Data extract:

********

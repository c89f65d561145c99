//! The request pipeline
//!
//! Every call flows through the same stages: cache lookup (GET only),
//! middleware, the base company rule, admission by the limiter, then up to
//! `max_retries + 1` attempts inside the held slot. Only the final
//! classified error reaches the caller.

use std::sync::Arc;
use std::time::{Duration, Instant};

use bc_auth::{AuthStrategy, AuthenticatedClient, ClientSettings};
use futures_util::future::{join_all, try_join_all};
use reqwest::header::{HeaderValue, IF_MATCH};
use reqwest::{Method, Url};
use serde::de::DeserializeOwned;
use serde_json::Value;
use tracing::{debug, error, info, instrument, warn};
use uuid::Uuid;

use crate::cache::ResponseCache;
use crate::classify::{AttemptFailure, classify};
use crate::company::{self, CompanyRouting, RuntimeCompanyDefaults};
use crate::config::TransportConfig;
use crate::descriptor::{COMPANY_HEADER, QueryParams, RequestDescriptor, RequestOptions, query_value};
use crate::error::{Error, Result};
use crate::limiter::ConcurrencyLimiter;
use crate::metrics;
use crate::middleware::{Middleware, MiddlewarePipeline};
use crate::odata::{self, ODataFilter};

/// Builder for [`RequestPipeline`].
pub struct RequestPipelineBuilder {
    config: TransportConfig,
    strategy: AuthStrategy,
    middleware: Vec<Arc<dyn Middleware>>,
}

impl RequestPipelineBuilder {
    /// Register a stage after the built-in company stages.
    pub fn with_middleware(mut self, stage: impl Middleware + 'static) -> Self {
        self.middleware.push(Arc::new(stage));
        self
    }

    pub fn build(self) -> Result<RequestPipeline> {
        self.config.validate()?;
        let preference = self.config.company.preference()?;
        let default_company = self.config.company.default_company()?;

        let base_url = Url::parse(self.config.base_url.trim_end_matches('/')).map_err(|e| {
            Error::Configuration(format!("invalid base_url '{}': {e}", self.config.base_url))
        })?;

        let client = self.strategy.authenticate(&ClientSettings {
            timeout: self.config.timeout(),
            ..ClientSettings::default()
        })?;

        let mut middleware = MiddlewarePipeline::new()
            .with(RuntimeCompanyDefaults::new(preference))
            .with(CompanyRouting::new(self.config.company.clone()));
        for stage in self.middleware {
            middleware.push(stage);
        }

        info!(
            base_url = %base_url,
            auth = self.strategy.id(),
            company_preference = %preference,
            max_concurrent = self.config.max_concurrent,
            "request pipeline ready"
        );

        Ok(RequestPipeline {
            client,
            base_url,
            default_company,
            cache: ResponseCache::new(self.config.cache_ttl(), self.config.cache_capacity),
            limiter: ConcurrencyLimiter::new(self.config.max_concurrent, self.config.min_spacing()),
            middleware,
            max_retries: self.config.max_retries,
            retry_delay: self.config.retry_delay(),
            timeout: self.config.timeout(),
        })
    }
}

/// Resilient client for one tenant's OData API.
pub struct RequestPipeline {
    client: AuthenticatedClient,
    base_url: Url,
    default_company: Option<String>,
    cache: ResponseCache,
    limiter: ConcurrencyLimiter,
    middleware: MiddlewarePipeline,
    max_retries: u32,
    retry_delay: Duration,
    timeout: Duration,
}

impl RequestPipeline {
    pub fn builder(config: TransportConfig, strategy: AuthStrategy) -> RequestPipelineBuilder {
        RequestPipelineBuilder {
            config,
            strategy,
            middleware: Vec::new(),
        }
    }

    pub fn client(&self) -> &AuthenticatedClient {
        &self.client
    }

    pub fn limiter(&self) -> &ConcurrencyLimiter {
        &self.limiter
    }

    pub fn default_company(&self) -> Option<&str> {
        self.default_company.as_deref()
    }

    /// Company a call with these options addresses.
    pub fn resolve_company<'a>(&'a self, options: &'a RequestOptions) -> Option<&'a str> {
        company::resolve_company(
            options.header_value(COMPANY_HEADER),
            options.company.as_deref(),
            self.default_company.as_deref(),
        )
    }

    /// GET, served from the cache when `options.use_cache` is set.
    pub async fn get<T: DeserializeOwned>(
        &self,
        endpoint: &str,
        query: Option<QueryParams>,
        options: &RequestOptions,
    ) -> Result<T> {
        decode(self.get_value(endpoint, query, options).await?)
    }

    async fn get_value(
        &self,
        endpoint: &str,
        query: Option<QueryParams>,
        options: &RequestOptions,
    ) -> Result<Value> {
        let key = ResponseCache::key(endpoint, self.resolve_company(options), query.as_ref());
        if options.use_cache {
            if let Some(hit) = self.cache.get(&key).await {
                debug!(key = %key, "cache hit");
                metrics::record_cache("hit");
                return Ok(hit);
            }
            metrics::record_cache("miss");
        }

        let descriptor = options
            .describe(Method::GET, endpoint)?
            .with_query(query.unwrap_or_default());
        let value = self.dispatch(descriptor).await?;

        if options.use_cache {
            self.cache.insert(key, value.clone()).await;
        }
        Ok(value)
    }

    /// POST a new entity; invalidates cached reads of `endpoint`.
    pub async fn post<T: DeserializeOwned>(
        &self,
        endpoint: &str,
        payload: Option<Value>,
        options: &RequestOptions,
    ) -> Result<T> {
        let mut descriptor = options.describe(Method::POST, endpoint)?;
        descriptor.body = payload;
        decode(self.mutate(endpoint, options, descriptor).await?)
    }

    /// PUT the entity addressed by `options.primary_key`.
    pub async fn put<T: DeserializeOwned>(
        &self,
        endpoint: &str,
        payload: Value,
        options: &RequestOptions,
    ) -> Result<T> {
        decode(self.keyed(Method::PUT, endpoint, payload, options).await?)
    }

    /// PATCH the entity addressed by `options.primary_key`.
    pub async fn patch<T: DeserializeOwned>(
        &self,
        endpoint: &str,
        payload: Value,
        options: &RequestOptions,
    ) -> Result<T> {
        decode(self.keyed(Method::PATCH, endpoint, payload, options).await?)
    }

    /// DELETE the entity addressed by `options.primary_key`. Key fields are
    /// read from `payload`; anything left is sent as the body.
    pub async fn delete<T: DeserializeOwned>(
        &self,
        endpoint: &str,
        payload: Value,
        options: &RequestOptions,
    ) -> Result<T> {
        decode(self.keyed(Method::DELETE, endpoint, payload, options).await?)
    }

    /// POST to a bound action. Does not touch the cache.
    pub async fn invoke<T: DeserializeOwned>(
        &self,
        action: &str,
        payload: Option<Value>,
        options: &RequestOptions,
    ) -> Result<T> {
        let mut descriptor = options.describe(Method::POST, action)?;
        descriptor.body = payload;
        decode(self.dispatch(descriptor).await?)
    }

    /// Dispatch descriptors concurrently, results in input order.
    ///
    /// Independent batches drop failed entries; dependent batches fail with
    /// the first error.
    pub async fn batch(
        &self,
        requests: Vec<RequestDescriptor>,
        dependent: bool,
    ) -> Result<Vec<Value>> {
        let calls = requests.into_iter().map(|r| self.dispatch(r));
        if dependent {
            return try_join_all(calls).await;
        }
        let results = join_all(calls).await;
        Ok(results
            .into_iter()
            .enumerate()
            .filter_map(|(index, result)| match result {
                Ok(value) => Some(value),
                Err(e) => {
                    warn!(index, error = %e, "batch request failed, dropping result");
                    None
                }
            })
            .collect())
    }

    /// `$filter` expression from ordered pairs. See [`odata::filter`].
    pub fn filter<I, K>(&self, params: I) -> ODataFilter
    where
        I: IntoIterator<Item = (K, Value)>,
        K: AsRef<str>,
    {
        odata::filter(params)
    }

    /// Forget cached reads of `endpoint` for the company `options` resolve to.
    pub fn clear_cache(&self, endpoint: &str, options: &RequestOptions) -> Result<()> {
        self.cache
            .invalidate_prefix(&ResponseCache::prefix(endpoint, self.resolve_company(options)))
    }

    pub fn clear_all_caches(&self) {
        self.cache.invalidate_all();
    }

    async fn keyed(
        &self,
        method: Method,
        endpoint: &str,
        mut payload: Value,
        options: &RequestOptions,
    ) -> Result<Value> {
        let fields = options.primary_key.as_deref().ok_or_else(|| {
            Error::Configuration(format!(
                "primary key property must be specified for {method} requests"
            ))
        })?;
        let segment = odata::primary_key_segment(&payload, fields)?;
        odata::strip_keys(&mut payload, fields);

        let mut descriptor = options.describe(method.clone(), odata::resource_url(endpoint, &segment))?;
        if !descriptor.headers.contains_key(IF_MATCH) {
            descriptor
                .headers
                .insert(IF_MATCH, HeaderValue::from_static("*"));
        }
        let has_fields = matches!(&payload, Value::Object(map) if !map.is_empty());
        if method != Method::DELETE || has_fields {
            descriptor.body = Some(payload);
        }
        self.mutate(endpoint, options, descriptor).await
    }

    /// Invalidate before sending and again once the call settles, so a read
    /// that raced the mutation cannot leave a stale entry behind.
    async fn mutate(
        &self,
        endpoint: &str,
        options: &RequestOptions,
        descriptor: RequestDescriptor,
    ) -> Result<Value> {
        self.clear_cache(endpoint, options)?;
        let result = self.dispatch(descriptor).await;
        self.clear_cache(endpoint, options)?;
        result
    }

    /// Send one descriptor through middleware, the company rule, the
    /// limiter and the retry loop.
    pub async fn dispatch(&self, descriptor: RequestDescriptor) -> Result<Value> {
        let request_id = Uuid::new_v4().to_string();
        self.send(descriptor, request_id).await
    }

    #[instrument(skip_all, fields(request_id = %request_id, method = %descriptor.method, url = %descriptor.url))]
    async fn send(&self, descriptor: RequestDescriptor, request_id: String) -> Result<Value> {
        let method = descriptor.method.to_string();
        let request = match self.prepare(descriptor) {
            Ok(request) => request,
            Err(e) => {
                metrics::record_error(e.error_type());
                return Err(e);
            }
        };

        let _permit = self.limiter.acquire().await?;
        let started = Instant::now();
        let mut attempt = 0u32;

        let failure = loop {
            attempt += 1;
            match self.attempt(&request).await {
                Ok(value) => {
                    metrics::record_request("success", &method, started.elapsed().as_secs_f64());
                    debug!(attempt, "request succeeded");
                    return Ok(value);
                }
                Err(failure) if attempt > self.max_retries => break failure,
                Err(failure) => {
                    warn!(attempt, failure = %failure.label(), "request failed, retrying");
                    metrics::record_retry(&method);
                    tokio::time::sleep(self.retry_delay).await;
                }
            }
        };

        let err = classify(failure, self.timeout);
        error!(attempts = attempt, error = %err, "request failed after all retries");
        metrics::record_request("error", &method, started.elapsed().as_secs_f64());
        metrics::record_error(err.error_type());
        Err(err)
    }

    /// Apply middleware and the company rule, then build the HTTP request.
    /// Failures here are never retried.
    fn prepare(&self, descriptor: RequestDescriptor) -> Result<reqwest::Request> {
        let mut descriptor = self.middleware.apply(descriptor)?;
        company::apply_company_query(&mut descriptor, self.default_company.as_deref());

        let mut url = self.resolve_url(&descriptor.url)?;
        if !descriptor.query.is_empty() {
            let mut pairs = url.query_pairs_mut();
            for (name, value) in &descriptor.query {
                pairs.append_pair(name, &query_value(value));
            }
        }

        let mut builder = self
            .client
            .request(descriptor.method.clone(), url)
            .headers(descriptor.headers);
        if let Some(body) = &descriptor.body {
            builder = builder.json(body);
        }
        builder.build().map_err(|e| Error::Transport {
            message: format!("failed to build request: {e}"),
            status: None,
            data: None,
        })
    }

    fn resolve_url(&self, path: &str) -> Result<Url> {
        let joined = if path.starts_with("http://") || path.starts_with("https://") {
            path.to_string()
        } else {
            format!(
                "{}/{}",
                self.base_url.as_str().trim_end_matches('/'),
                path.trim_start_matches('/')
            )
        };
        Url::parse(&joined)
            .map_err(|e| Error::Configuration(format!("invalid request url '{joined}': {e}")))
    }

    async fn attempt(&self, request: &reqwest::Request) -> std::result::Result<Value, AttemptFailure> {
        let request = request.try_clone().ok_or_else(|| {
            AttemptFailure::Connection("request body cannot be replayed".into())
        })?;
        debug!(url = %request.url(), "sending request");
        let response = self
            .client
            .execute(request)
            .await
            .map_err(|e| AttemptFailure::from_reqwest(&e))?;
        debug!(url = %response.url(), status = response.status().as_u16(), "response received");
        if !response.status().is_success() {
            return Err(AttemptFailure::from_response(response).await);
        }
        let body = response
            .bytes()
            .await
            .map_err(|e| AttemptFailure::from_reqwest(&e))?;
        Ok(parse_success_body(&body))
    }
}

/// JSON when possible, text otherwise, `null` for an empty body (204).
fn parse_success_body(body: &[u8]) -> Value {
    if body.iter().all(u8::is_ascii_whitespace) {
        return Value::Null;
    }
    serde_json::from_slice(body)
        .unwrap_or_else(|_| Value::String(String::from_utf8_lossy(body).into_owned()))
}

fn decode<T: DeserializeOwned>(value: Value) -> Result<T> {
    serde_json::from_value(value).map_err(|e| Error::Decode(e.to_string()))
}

********

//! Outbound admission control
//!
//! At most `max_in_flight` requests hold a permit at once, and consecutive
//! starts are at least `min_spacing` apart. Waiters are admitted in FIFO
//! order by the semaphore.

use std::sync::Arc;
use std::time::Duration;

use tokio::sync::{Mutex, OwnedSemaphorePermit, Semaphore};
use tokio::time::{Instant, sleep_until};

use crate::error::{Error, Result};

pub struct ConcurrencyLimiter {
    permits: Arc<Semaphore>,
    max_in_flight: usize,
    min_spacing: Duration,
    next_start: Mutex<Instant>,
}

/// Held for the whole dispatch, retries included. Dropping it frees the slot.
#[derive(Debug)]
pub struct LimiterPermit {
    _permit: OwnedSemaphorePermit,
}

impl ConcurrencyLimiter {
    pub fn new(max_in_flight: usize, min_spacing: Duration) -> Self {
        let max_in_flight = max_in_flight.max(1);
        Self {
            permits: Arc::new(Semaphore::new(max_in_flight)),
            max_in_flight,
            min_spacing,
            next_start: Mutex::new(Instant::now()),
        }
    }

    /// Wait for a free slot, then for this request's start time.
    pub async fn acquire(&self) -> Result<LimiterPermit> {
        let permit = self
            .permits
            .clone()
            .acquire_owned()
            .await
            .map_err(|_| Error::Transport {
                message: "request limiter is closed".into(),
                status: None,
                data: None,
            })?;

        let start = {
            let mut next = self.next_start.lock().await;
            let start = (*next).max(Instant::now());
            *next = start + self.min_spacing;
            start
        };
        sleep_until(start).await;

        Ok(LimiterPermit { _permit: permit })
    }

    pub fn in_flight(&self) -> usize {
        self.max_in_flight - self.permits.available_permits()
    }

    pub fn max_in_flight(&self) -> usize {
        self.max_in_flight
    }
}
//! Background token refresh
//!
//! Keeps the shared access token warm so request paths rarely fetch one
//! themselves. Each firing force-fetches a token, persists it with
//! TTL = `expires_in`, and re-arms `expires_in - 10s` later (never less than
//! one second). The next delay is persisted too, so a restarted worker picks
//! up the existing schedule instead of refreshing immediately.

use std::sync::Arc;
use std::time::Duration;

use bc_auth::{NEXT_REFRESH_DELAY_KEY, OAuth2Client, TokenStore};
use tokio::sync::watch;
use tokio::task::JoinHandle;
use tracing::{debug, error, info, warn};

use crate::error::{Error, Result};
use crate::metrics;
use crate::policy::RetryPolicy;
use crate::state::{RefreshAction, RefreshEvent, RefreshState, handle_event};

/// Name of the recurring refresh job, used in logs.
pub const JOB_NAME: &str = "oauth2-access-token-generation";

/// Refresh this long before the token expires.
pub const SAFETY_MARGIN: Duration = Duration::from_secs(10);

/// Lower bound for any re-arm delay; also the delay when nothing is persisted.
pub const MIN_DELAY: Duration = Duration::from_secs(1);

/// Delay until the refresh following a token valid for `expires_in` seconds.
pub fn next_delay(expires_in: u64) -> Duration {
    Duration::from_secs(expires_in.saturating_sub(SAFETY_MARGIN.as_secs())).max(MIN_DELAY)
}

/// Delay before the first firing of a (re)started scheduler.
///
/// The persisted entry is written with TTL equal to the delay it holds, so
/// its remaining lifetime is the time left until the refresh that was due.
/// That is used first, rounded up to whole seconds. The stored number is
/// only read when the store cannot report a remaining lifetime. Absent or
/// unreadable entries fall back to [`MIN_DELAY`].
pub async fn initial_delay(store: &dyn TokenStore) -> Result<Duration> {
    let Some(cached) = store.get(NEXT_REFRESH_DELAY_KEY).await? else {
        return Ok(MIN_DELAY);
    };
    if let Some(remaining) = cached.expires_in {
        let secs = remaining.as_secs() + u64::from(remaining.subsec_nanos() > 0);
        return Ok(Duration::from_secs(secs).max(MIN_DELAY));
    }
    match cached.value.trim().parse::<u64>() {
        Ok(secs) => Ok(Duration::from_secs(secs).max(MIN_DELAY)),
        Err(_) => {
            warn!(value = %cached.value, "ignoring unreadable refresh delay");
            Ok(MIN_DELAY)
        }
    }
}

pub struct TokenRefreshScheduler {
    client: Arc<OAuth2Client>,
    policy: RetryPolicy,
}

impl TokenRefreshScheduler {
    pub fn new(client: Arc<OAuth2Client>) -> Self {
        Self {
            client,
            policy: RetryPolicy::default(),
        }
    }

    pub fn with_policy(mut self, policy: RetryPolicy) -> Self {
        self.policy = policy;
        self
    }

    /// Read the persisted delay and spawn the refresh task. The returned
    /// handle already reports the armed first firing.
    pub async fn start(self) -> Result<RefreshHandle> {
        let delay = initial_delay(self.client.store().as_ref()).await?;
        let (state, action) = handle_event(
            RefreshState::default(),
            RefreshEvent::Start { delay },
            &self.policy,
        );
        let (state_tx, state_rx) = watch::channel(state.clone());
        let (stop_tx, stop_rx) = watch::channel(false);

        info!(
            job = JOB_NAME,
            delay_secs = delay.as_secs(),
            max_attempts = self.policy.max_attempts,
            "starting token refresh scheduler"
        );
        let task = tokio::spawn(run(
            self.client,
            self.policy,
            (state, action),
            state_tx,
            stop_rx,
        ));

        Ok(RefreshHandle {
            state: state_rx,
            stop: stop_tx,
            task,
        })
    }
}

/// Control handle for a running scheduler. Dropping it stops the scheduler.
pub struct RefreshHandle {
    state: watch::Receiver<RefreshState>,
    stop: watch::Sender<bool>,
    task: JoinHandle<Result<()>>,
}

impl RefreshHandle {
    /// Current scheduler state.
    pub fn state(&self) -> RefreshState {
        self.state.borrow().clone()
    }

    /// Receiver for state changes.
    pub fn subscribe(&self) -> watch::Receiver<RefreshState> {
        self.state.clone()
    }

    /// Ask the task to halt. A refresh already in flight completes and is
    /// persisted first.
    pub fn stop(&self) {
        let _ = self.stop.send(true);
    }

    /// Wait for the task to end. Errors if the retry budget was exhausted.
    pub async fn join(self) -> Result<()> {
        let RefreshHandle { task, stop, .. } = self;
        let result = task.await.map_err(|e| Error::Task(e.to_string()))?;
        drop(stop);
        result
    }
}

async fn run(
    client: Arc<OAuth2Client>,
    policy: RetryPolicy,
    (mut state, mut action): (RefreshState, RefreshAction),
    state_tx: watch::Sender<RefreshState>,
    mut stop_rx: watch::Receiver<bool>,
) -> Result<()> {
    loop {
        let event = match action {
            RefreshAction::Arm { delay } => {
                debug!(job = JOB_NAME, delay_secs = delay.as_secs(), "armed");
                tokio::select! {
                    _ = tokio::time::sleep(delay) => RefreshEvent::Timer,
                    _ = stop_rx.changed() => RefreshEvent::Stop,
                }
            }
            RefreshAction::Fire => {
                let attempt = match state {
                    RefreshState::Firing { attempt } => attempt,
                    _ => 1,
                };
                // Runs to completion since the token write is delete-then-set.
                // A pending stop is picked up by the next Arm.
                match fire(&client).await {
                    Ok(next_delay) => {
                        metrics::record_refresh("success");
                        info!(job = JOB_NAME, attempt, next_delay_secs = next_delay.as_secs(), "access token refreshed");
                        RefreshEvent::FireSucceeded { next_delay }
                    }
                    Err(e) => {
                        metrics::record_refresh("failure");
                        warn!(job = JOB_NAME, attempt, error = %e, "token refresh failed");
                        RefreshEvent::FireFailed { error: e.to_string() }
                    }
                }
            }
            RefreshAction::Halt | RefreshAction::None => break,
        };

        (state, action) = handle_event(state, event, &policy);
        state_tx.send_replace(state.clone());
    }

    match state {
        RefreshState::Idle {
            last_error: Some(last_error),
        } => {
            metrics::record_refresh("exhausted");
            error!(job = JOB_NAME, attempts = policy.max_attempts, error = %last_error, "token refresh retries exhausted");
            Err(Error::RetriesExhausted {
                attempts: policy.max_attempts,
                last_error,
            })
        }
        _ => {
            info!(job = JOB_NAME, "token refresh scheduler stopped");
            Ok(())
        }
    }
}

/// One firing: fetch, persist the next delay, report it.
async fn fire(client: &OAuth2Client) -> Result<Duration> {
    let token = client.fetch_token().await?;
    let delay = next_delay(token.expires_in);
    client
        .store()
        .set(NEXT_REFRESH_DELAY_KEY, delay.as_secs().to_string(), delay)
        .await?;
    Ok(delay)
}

********

Work request: Go through the material above, find each line with the string "ConcurrencyLimiter", and copy it.

Finished task:
use crate::limiter::ConcurrencyLimiter;
            limiter: ConcurrencyLimiter::new(self.config.max_concurrent, self.config.min_spacing()),
    limiter: ConcurrencyLimiter,
    pub fn limiter(&self) -> &ConcurrencyLimiter {
pub struct ConcurrencyLimiter {
impl ConcurrencyLimiter {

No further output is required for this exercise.